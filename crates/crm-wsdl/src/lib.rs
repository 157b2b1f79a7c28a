//! # crm-soap-wsdl
//!
//! WSDL discovery pipeline for Dynamics-style CRM services.
//!
//! The server describes its SOAP endpoints through WSDL documents that are
//! split across many `<import>`ed files. This crate turns them into something
//! usable:
//!
//! - [`flatten`] - recursively merge every import into one definitions tree
//! - [`find_security_policy`] - locate the WS-Policy node bound to a named
//!   service
//! - [`federated_issuer_address`] / [`online_issuer_address`] - walk a
//!   security policy to the token issuer endpoint
//! - [`trust_address`] - find the `RequestSecurityToken` port inside an
//!   authentication (ADFS) WSDL
//!
//! Every lookup fails fast with a structural error naming the missing
//! element; there is no fallback or fuzzy matching.

mod endpoints;
mod fetch;
mod flatten;
mod policy;

pub use crm_soap_client::{Error, ErrorKind, Result};
pub use endpoints::{
    federated_issuer_address, online_issuer_address, trust_address, TRUST_13_USERNAME_PORT,
};
pub use fetch::{HttpWsdlFetcher, WsdlFetcher};
pub use flatten::flatten;
pub use policy::find_security_policy;
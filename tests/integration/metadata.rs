//! Metadata integration tests: entity schema retrieval and caching.

use super::common::get_client;
use crm_soap_api::org::EntityFilters;

#[tokio::test]
#[ignore = "requires a live CRM deployment"]
async fn test_entity_schema_for_account() {
    let client = get_client();
    let schema = client
        .entity_schema("account")
        .await
        .expect("Schema retrieval should succeed");

    assert_eq!(schema.logical_name, "account");
    assert!(schema.fields.contains_key("name"));

    // Second call is served from the in-memory cache.
    let cached = client
        .entity_schema("account")
        .await
        .expect("Cached schema should load");
    assert_eq!(schema, cached);
}

#[tokio::test]
#[ignore = "requires a live CRM deployment"]
async fn test_retrieve_entity_raw_metadata() {
    let client = get_client();
    let metadata = client
        .retrieve_entity("contact", EntityFilters::Entity, false)
        .await
        .expect("RetrieveEntity should succeed");
    assert!(metadata.get_child("LogicalName").is_some());
}

#[tokio::test]
#[ignore = "requires a live CRM deployment"]
async fn test_retrieve_all_entities_lists_account() {
    let client = get_client();
    let listings = client
        .retrieve_all_entities()
        .await
        .expect("RetrieveAllEntities should succeed");
    assert!(listings.iter().any(|l| l.logical_name == "account"));
}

**Exercise directions**
Each line from the beginning of the listing up to the line where "documents that are" appears needs to be given again exactly; please add nothing else.

**Exercise solution**
filename crates/crm-wsdl/src/lib.rs
repository 157b2b1f79a7c28a
//! # crm-soap-wsdl
//!
//! WSDL discovery pipeline for Dynamics-style CRM services.
//!
//! The server describes its SOAP endpoints through WSDL documents that are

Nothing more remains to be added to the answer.